Express & Star

Are we turning space into a floating scrapyard?

Random debris floating about, abandoned machinery left to rot. Never mind Blue Planet, mankind is doing a pretty good job of polluting our blue skies.

Published
Last updated
Space satellite orbiting the Earth

From satellite-navigation systems to multiple television channels, the Space Age has bought us technologies scarcely imagined half a century ago. But what happens when the satellites needed to power this equipment reaches the end of its useful life? Until now, it is a question that has been given little thought. But as outer space become an increasingly busy environment, it is one that an answer will soon need to be found.

West Midland astronomy expert Ron Iremonger observes that regulations can struggle to catch up with technology at the best of times. Policing big business from across the world, over activities several hundred miles from earth is going to take a herculean effort.

"At the moment it seems to be a case that might is right," says Mr Iremonger. "The most powerful country in the world at the moment is the USA, and when you have got powerful companies in that country it seems they can do what they like.

"We're doing the same in space as we are doing with our planet. It's like all the stuff we've got swirling around the ocean."

According to the European Space Agency, Earth is surrounded by more than 3,000 abandoned satellites, 34,000 objects bigger than four inches, and millions of small fragments travelling fast enough to cause damage to spacecraft. But with dependence on satellite technology growing at an exponential rate, real concerns have been voiced about whether the debris could in future present a very real safety threat. At least one active telecoms satellite has been destroyed in a crash, and experts fear a series of catastrophic failures as thousands more satellites are launched in the 2020s.

In November last year, astronomers Cliff Johnson and Clarae Martinez-Vazquez were working on an international survey at an observatory in Chile when they became aware of something bright obstructing their view. Martinez-Vazquez said a train of 19 Starlink satellites owned by Elon Musk's SpaceX company interrupted their research for six minutes.

Ron Iremonger

It is a problem that astronomers are going to have to get used to. This week Musk broke the record for having the most satellites in space when his second batch of 60 took his total to 'about 140'. But there are more to come, many more. The American billionaire says he plans to launch 42,000 of his small Starlink satellites into orbit over the coming years to provide worldwide internet access. But while that might mean more competition among internet providers, it will also mean a 10-fold increase in the number of satellites occupying what is already a crowded part of space.
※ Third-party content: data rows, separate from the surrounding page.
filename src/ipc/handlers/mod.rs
pub mod analytics;
pub mod classes;
pub mod core;
pub mod scores;
pub mod students;
pub mod subjects;
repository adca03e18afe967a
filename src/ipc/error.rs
use serde_json::json;

pub fn ok(id: &str, result: serde_json::Value) -> serde_json::Value {
    json!({
        "id": id,
        "ok": true,
        "result": result
    })
}

pub fn err(
    id: &str,
    code: &str,
    message: impl Into<String>,
    details: Option<serde_json::Value>,
) -> serde_json::Value {
    let mut error = json!({
        "code": code,
        "message": message.into(),
    });
    if let Some(d) = details {
        error["details"] = d;
    }
    json!({
        "id": id,
        "ok": false,
        "error": error,
    })
}
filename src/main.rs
mod analytics;
mod calc;
mod db;
mod ipc;

use std::io::{self, BufRead, Write};

fn main() {
    // Keep this binary dependency-light for now. Use simple error mapping.
    let mut state = ipc::AppState {
        workspace: None,
        db: None,
    };

    let stdin = io::stdin();
    let mut stdout = io::stdout();

    for line in stdin.lock().lines() {
        let line = match line {
            Ok(v) => v,
            Err(_) => break,
        };
        if line.trim().is_empty() {
            continue;
        }

        let req: ipc::Request = match serde_json::from_str(&line) {
            Ok(v) => v,
            Err(e) => {
                // No request id to echo back; report the parse failure bare.
                let resp = serde_json::json!({
                    "ok": false,
                    "error": { "code": "bad_json", "message": e.to_string() }
                });
                let _ = writeln!(stdout, "{}", resp);
                let _ = stdout.flush();
                continue;
            }
        };

        let resp = ipc::handle_request(&mut state, req);
        let _ = writeln!(
            stdout,
            "{}",
            serde_json::to_string(&resp).unwrap_or_else(|_| "{\"ok\":false}".to_string())
        );
        let _ = stdout.flush();
    }
}
mod error;
mod handlers;
mod router;
mod types;

pub use router::handle_request;
pub use types::{AppState, Request};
But all these satellites will eventually need replacing, and concerns have been growing about how to prevent a future catastrophe caused by the growing amount of rubbish in space. The International Space Station has to move twice every year to avoid collision with the cosmic flotsam and jetsam.

The £850 million Clearspace mission may pave the way to the answer. Sometime in 2025, a spacecraft developed by the European Space Agency will reach an altitude of 500 miles from earth, where it will extend four robotic arms around a redundant rocket stage, before hurtling back towards Earth and burning harmlessly on reaching the upper atmosphere.
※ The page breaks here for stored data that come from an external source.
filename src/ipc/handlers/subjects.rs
use rusqlite::OptionalExtension;
use serde_json::json;
use uuid::Uuid;

use crate::ipc::error::{err, ok};
use crate::ipc::types::{AppState, Request};

fn handle_subjects_create(state: &mut AppState, req: &Request) -> serde_json::Value {
    let Some(conn) = state.db.as_ref() else {
        return err(&req.id, "no_workspace", "select a workspace first", None);
    };

    let class_id = match req.params.get("classId").and_then(|v| v.as_str()) {
        Some(v) => v.to_string(),
        None => return err(&req.id, "bad_params", "missing classId", None),
    };
    let name = match req.params.get("name").and_then(|v| v.as_str()) {
        Some(v) if !v.trim().is_empty() => v.trim().to_string(),
        _ => return err(&req.id, "bad_params", "missing name", None),
    };

    let class_exists: Result<Option<i64>, _> = conn
        .query_row("SELECT 1 FROM classes WHERE id = ?", [&class_id], |r| {
            r.get(0)
        })
        .optional();
    match class_exists {
        Ok(Some(_)) => {}
        Ok(None) => return err(&req.id, "not_found", "class not found", None),
        Err(e) => return err(&req.id, "db_query_failed", e.to_string(), None),
    }

    let next_sort: i64 = match conn.query_row(
        "SELECT COALESCE(MAX(sort_order) + 1, 0) FROM subjects WHERE class_id = ?",
        [&class_id],
        |r| r.get(0),
    ) {
        Ok(v) => v,
        Err(e) => return err(&req.id, "db_query_failed", e.to_string(), None),
    };

    let subject_id = Uuid::new_v4().to_string();
    if let Err(e) = conn.execute(
        "INSERT INTO subjects(id, class_id, name, sort_order) VALUES(?, ?, ?, ?)",
        (&subject_id, &class_id, &name, next_sort),
    ) {
        return err(
            &req.id,
            "db_insert_failed",
            e.to_string(),
            Some(json!({ "table": "subjects" })),
        );
    }

    ok(&req.id, json!({ "subjectId": subject_id, "name": name }))
}

fn handle_subjects_list(state: &mut AppState, req: &Request) -> serde_json::Value {
    let Some(conn) = state.db.as_ref() else {
        return err(&req.id, "no_workspace", "select a workspace first", None);
    };

    let class_id = match req.params.get("classId").and_then(|v| v.as_str()) {
        Some(v) => v.to_string(),
        None => return err(&req.id, "bad_params", "missing classId", None),
    };

    let mut stmt = match conn.prepare(
        "SELECT id, name FROM subjects WHERE class_id = ? ORDER BY sort_order",
    ) {
        Ok(s) => s,
        Err(e) => return err(&req.id, "db_query_failed", e.to_string(), None),
    };
    let subjects = stmt
        .query_map([&class_id], |r| {
            Ok(json!({
                "subjectId": r.get::<_, String>(0)?,
                "name": r.get::<_, String>(1)?,
            }))
        })
        .and_then(|it| it.collect::<Result<Vec<_>, _>>());

    match subjects {
        Ok(list) => ok(&req.id, json!({ "subjects": list })),
        Err(e) => err(&req.id, "db_query_failed", e.to_string(), None),
    }
}

pub fn try_handle(state: &mut AppState, req: &Request) -> Option<serde_json::Value> {
    match req.method.as_str() {
        "subjects.create" => Some(handle_subjects_create(state, req)),
        "subjects.list" => Some(handle_subjects_list(state, req)),
        _ => None,
    }
}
Mr Iremonger, of Shropshire Astronomical Society, says the difficulty is getting people to take responsibility for what happens in the skies. While anybody with the means can exploit the opportunities presented by space, there is little incentive to keep it clean, and no way to enforce the few regulations that do exist.
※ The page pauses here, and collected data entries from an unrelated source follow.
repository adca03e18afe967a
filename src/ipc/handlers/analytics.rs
use rusqlite::{Connection, OptionalExtension};
use serde_json::json;

use crate::analytics::aggregate;
use crate::calc::{recalculate, ComputedRecord, GradeConfig};
use crate::db;
use crate::ipc::error::{err, ok};
use crate::ipc::types::{AppState, Request};

/// Optional per-request threshold override, merged over the stored config.
/// Lets a reviewer preview both legacy final-pass rules without touching
/// workspace settings.
fn parse_config_override(
    raw: Option<&serde_json::Value>,
    base: GradeConfig,
) -> Result<GradeConfig, String> {
    let Some(raw) = raw else {
        return Ok(base);
    };
    if raw.is_null() {
        return Ok(base);
    }
    let Some(obj) = raw.as_object() else {
        return Err("config must be an object".to_string());
    };

    let mut config = base;
    for (key, slot) in [
        ("pass", &mut config.pass),
        ("recoveryFloor", &mut config.recovery_floor),
        ("finalPass", &mut config.final_pass),
    ] {
        match obj.get(key) {
            None => {}
            Some(v) if v.is_null() => {}
            Some(v) => {
                let Some(n) = v.as_f64() else {
                    return Err(format!("config.{} must be a number", key));
                };
                if !n.is_finite() || n <= 0.0 || n > 10.0 {
                    return Err(format!("config.{} must be in (0, 10]", key));
                }
                *slot = n;
            }
        }
    }
    Ok(config)
}

fn class_name(conn: &Connection, class_id: &str) -> Result<Option<String>, rusqlite::Error> {
    conn.query_row("SELECT name FROM classes WHERE id = ?", [class_id], |r| {
        r.get(0)
    })
    .optional()
}

fn subject_name(
    conn: &Connection,
    class_id: &str,
    subject_id: &str,
) -> Result<Option<String>, rusqlite::Error> {
    conn.query_row(
        "SELECT name FROM subjects WHERE id = ? AND class_id = ?",
        (subject_id, class_id),
        |r| r.get(0),
    )
    .optional()
}

fn handle_class_summary(state: &mut AppState, req: &Request) -> serde_json::Value {
    let Some(conn) = state.db.as_ref() else {
        return err(&req.id, "no_workspace", "select a workspace first", None);
    };

    let class_id = match req.params.get("classId").and_then(|v| v.as_str()) {
        Some(v) => v.to_string(),
        None => return err(&req.id, "bad_params", "missing classId", None),
    };
    let subject_id = match req.params.get("subjectId").and_then(|v| v.as_str()) {
        Some(v) => v.to_string(),
        None => return err(&req.id, "bad_params", "missing subjectId", None),
    };

    let class_name = match class_name(conn, &class_id) {
        Ok(Some(v)) => v,
        Ok(None) => return err(&req.id, "not_found", "class not found", None),
        Err(e) => return err(&req.id, "db_query_failed", e.to_string(), None),
    };
    let subject_name = match subject_name(conn, &class_id, &subject_id) {
        Ok(Some(v)) => v,
        Ok(None) => return err(&req.id, "not_found", "subject not found", None),
        Err(e) => return err(&req.id, "db_query_failed", e.to_string(), None),
    };

    let stored = match db::load_grade_config(conn) {
        Ok(c) => c,
        Err(e) => return err(&req.id, "db_query_failed", e.to_string(), None),
    };
    let config = match parse_config_override(req.params.get("config"), stored) {
        Ok(c) => c,
        Err(message) => return err(&req.id, "bad_params", message, None),
    };

    let rows = match db::load_score_sets(conn, &class_id, &subject_id) {
        Ok(v) => v,
        Err(e) => return err(&req.id, "db_query_failed", e.to_string(), None),
    };

    let mut students: Vec<serde_json::Value> = Vec::with_capacity(rows.len());
    let mut active_records: Vec<ComputedRecord> = Vec::new();
    for row in &rows {
        let record = recalculate(&row.set, &config);
        // Withdrawn students stay visible in the roster but are kept out of
        // the class statistics.
        if row.active {
            active_records.push(record);
        }
        students.push(json!({
            "studentId": row.student_id,
            "displayName": row.display_name,
            "active": row.active,
            "computed": record,
        }));
    }

    let analytics = aggregate(&active_records);

    ok(
        &req.id,
        json!({
            "class": { "classId": class_id, "name": class_name },
            "subject": { "subjectId": subject_id, "name": subject_name },
            "config": config,
            "students": students,
            "analytics": analytics,
        }),
    )
}

pub fn try_handle(state: &mut AppState, req: &Request) -> Option<serde_json::Value> {
    match req.method.as_str() {
        "analytics.classSummary" => Some(handle_class_summary(state, req)),
        _ => None,
    }
}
"It's a bit of a free-for-all up there," says Mr Iremonger.

At the moment the only clear rules are laid down in the 1967 Outer Space Treaty, drawn up at a time when no-one could have envisaged the amount of traffic that exists today, and it makes very little provision for dealing with junk. With world powers already preoccupied with their own agendas, not to mention pressure to deal with environmental issues on this planet, it seems hard to envisage a new treaty being drawn up any time soon. Various voluntary codes have been drawn up for satellite operators, such as the 2007 UN Space Debris Mitigation guidelines, but there is a feeling that these will only gain teeth if they are enforced through national governments and the industry itself.

The number one priority is for every satellite to include a mechanism which will propel it back towards earth, so it will burn up safely at the end of its life. If the operator does not do this, it is obliged to sign up with a company that will remove the satellite.

While robotic grabbing devices such as Clearspace appear to be the most likely way forward, other technologies include harpooning the junk and catching it in a net. Indeed, cleaning up our skies could one day become big business, supporting thousands of jobs in the technology.

But one thing is certain. If business wants to continue exploiting space in future, it is going to have to stump up billions of pounds cleaning up the mess it creates.

The alternative, of catastrophic collisions in the sky, doesn't bear thinking about.